You can easily buy a 6:1 impedance transformer to do the job. That gets you close -- indeed, for me and my equipment (ham radio that is) it is close enough. I bought a 6:1 transformer for about \$60 or \$70 from DXEngineering maybe 10 years ago. Have since sold it at a ham-fest.

I am assuming that your question is about amateur "ham" radio in making the following comments.

Along the output from your transmitting equipment (PA or whatever) you have multiple opportunities for a mis-match. This involves the transmission line connected to your equipment, anything in that path such as antenna couplers, and the antenna itself.

You want to do two things: (1) get the best match practical for the antenna and frequency of operation; and, (2) have the lowest practical loss path.

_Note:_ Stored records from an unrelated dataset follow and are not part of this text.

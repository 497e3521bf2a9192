//! # Interceptor Core
//!
//! Event classification, matching and enrichment for a GitHub hook
//! pre-filter. A trigger pipeline sends each delivery through the filter
//! together with matching rules in request headers; the filter decides
//! whether the pipeline should continue and, if so, hands back the payload
//! with a few derived fields added.
//!
//! This crate has no transport dependencies. The HTTP layer lives in
//! `interceptor-api`.
//!
//! ## Usage
//!
//! ```rust
//! use bytes::Bytes;
//! use interceptor_core::interception::{EventRouter, InterceptionHeaders, InterceptionOptions};
//!
//! let router = EventRouter::github(&InterceptionOptions::default());
//! let headers = InterceptionHeaders::from_pairs([
//!     ("X-Github-Event", "push"),
//!     ("Push-Repo", "org/repo"),
//!     ("Push-Ref", "main"),
//! ]);
//! let body = Bytes::from_static(
//!     br#"{"ref":"refs/heads/main","repository":{"full_name":"org/repo"},"head_commit":{"id":"abc123456789"}}"#,
//! );
//!
//! let outcome = router.route("push", &headers, body).unwrap();
//! assert!(outcome.is_matched());
//! ```

pub mod git;
pub mod interception;

pub use interception::{
    EventInterceptor, EventKind, EventRouter, InterceptionError, InterceptionHeaders,
    InterceptionOptions, InterceptionOutcome,
};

Usually any SWR under 2:1 meets the needs of (1). Above 2:1 and especially over 3:1 you definitely need some type of matching solution such as an antenna coupler, transmission line transformer, and so forth. Most modern amateur radio transceivers will fold back power levels when the SWR seen at its output is above 2:1.

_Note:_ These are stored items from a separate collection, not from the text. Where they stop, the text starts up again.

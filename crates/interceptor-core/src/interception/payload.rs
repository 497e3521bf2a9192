//! Minimal typed views of the GitHub hook payloads.
//!
//! Only the fields the interceptors read are modelled; everything else in the
//! body is ignored here and left untouched by [`enrich`](super::enrich).
//! Every field is optional so that partial payloads decode, with absent
//! values read back as empty strings.

use serde::{de::DeserializeOwned, Deserialize};
use serde_json::{Map, Value};

/// Decode a hook body into one of the payload views.
///
/// The body must be a JSON object; arrays and scalars are rejected rather
/// than read positionally. A repeated top-level key keeps its last value.
///
/// ```rust
/// use interceptor_core::interception::payload::{decode_object, PushPayload};
///
/// assert!(decode_object::<PushPayload>(b"[]").is_err());
/// let payload: PushPayload = decode_object(br#"{"ref":"a","ref":"refs/heads/b"}"#).unwrap();
/// assert_eq!(payload.reference(), "refs/heads/b");
/// ```
pub fn decode_object<T: DeserializeOwned>(body: &[u8]) -> Result<T, serde_json::Error> {
    let object: Map<String, Value> = serde_json::from_slice(body)?;
    serde_json::from_value(Value::Object(object))
}

#[derive(Debug, Clone, Default, Deserialize)]
pub struct RepositoryPayload {
    #[serde(default)]
    pub full_name: Option<String>,
}

#[derive(Debug, Clone, Default, Deserialize)]
pub struct CommitRef {
    #[serde(default)]
    pub sha: Option<String>,
}

#[derive(Debug, Clone, Default, Deserialize)]
pub struct PullRequestDetails {
    #[serde(default)]
    pub head: Option<CommitRef>,
}

/// A `pull_request` event body.
#[derive(Debug, Clone, Default, Deserialize)]
pub struct PullRequestPayload {
    #[serde(default)]
    pub action: Option<String>,

    #[serde(default)]
    pub repository: Option<RepositoryPayload>,

    #[serde(default)]
    pub pull_request: Option<PullRequestDetails>,
}

impl PullRequestPayload {
    pub fn action(&self) -> &str {
        self.action.as_deref().unwrap_or("")
    }

    pub fn repo_full_name(&self) -> &str {
        repo_full_name(self.repository.as_ref())
    }

    /// SHA of the pull request's head commit, if present.
    pub fn head_sha(&self) -> Option<&str> {
        self.pull_request
            .as_ref()
            .and_then(|pr| pr.head.as_ref())
            .and_then(|head| head.sha.as_deref())
    }
}

#[derive(Debug, Clone, Default, Deserialize)]
pub struct PushCommit {
    #[serde(default)]
    pub id: Option<String>,
}

/// A `push` event body.
#[derive(Debug, Clone, Default, Deserialize)]
pub struct PushPayload {
    #[serde(default, rename = "ref")]
    pub reference: Option<String>,

    #[serde(default)]
    pub repository: Option<RepositoryPayload>,

    #[serde(default)]
    pub commits: Option<Vec<PushCommit>>,

    #[serde(default)]
    pub head_commit: Option<PushCommit>,
}

impl PushPayload {
    pub fn reference(&self) -> &str {
        self.reference.as_deref().unwrap_or("")
    }

    pub fn repo_full_name(&self) -> &str {
        repo_full_name(self.repository.as_ref())
    }

    pub fn head_commit_id(&self) -> Option<&str> {
        self.head_commit.as_ref().and_then(|c| c.id.as_deref())
    }

    /// Commit ids in payload order; commits without an id are skipped.
    pub fn commit_ids(&self) -> Vec<&str> {
        self.commits
            .iter()
            .flatten()
            .filter_map(|c| c.id.as_deref())
            .collect()
    }
}

fn repo_full_name(repository: Option<&RepositoryPayload>) -> &str {
    repository
        .and_then(|r| r.full_name.as_deref())
        .unwrap_or("")
}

For item (2) above, you want low-loss transmission line for most if not all of the path from transmitting equipment to antenna. For my wire antenna covering bands 80, 40, and 30 I use ladder line except for the last 15 feet. Ladder line is coupled to 50-ohm coax (LMR400) using a 4:1 transforming balun. The loss on the remaining coax is insignificant even when I operate at QRP levels (which I often do). I also use an antenna coupler/tuner (Elecraft KAT500).

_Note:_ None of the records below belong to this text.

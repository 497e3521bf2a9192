//! Pull-request interception.
//!
//! [`PullRequestInterceptor`] accepts `pull_request` deliveries whose action
//! and repository match the trigger configuration:
//!
//! - `X-Github-Event` - set by GitHub, must be `pull_request`
//! - `Pullrequest-Action` - comma-separated list of accepted actions,
//!   e.g. `opened,synchronize`
//! - `Pullrequest-Repo` - full name of the repository, e.g. `tektoncd/triggers`
//!
//! A matching body is returned with `intercepted.short_sha` set from the
//! pull request's head commit.

use bytes::Bytes;
use std::collections::BTreeMap;
use std::fmt;
use tracing::debug;

use super::{
    enrich, payload::{decode_object, PullRequestPayload}, short_sha_field, EventInterceptor, EventKind,
    InterceptionError, InterceptionHeaders, PULL_REQUEST_ACTION_HEADER, PULL_REQUEST_REPO_HEADER,
};

/// Identity of a pull-request hook, as read from the body.
#[derive(Debug, Clone, PartialEq, Eq)]
pub struct PullRequestKey {
    pub event_type: String,
    pub action: String,
    pub repo: String,
}

impl PullRequestKey {
    /// Build the hook identity from a decoded payload.
    pub fn from_payload(event_type: &str, payload: &PullRequestPayload) -> Self {
        Self {
            event_type: event_type.to_string(),
            action: payload.action().to_string(),
            repo: payload.repo_full_name().to_string(),
        }
    }
}

impl fmt::Display for PullRequestKey {
    fn fmt(&self, f: &mut fmt::Formatter<'_>) -> fmt::Result {
        write!(f, "{}:{}:{}", self.event_type, self.repo, self.action)
    }
}

/// Pull-request matching rules supplied through request headers.
#[derive(Debug, Clone, PartialEq, Eq)]
pub struct PullRequestCriteria {
    /// Accepted actions; any one of them matches.
    pub actions: Vec<String>,
    pub repo: String,
}

impl PullRequestCriteria {
    /// Read the criteria from the request headers.
    ///
    /// Returns `None` when the request is not a `pull_request` delivery.
    pub fn from_headers(headers: &InterceptionHeaders) -> Option<Self> {
        if EventKind::from_header(headers.event_type()) != Some(EventKind::PullRequest) {
            return None;
        }

        Some(Self {
            actions: parse_actions(headers.get(PULL_REQUEST_ACTION_HEADER).unwrap_or("")),
            repo: headers
                .get(PULL_REQUEST_REPO_HEADER)
                .unwrap_or("")
                .to_string(),
        })
    }

    /// Whether any matching rule was supplied at all.
    pub fn is_configured(&self) -> bool {
        !self.actions.is_empty() || !self.repo.is_empty()
    }

    /// Compare a hook identity against these criteria.
    ///
    /// Unconfigured criteria never match.
    pub fn matches(&self, hook: &PullRequestKey) -> bool {
        if !self.is_configured() {
            return false;
        }
        if hook.event_type != EventKind::PullRequest.as_str() {
            return false;
        }
        if hook.repo != self.repo {
            return false;
        }
        self.actions.iter().any(|action| *action == hook.action)
    }
}

impl fmt::Display for PullRequestCriteria {
    fn fmt(&self, f: &mut fmt::Formatter<'_>) -> fmt::Result {
        write!(
            f,
            "{}:{}:{}",
            EventKind::PullRequest,
            self.repo,
            self.actions.join(",")
        )
    }
}

/// Split a `Pullrequest-Action` value into trimmed, non-empty actions.
fn parse_actions(header: &str) -> Vec<String> {
    header
        .split(',')
        .map(str::trim)
        .filter(|action| !action.is_empty())
        .map(String::from)
        .collect()
}

/// Interceptor for `pull_request` deliveries.
#[derive(Debug, Clone, Default)]
pub struct PullRequestInterceptor;

impl PullRequestInterceptor {
    pub fn new() -> Self {
        Self
    }

    /// Decide whether `body` matches the pull-request criteria in `headers`.
    ///
    /// Non-`pull_request` deliveries never match.
    ///
    /// # Errors
    ///
    /// Returns [`InterceptionError::Decode`] if `body` is not a valid
    /// pull-request payload.
    pub fn matches(
        &self,
        headers: &InterceptionHeaders,
        body: &[u8],
    ) -> Result<bool, InterceptionError> {
        if !is_pull_request_event(headers) {
            debug!("dropping request because not a pull request event");
            return Ok(false);
        }

        let payload = decode(body)?;
        Ok(self.matches_payload(headers, &payload))
    }

    fn matches_payload(&self, headers: &InterceptionHeaders, payload: &PullRequestPayload) -> bool {
        let Some(wanted) = PullRequestCriteria::from_headers(headers) else {
            return false;
        };
        let hook = PullRequestKey::from_payload(headers.event_type(), payload);

        debug!(hook = %hook, wanted = %wanted, "comparing pull request");
        wanted.matches(&hook)
    }
}

impl EventInterceptor for PullRequestInterceptor {
    fn event_kind(&self) -> EventKind {
        EventKind::PullRequest
    }

    fn intercept(
        &self,
        headers: &InterceptionHeaders,
        body: &[u8],
    ) -> Result<Option<Bytes>, InterceptionError> {
        if !is_pull_request_event(headers) {
            debug!("dropping request because not a pull request event");
            return Ok(None);
        }

        let payload = decode(body)?;
        if !self.matches_payload(headers, &payload) {
            return Ok(None);
        }

        let fields = BTreeMap::from([(
            "short_sha".to_string(),
            short_sha_field(payload.head_sha())?,
        )]);
        Ok(Some(enrich(body, &fields)?))
    }
}

fn is_pull_request_event(headers: &InterceptionHeaders) -> bool {
    EventKind::from_header(headers.event_type()) == Some(EventKind::PullRequest)
}

fn decode(body: &[u8]) -> Result<PullRequestPayload, InterceptionError> {
    decode_object(body).map_err(InterceptionError::Decode)
}

#[cfg(test)]
#[path = "pull_request_tests.rs"]
mod tests;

For my mini-beam antenna (bands 20 - 10 meters) I use LMR400 coax for the entire path because the matching impedance with the antenna itself ranges between 1.1:1 and 1.8:1 (which I consider very good).

Note LMR400 coax is not the cheapest coaxial transmission line but it is low loss.

Very curious about your PA 420 ohm output impedance. In the last 55 years of ham radio activity, I have never seen any amateur radio equipment, even home brew, that did not have a 50-ohm output impedance. Again, I am assuming amateur radio as the OP question did not make it clear if it is something else.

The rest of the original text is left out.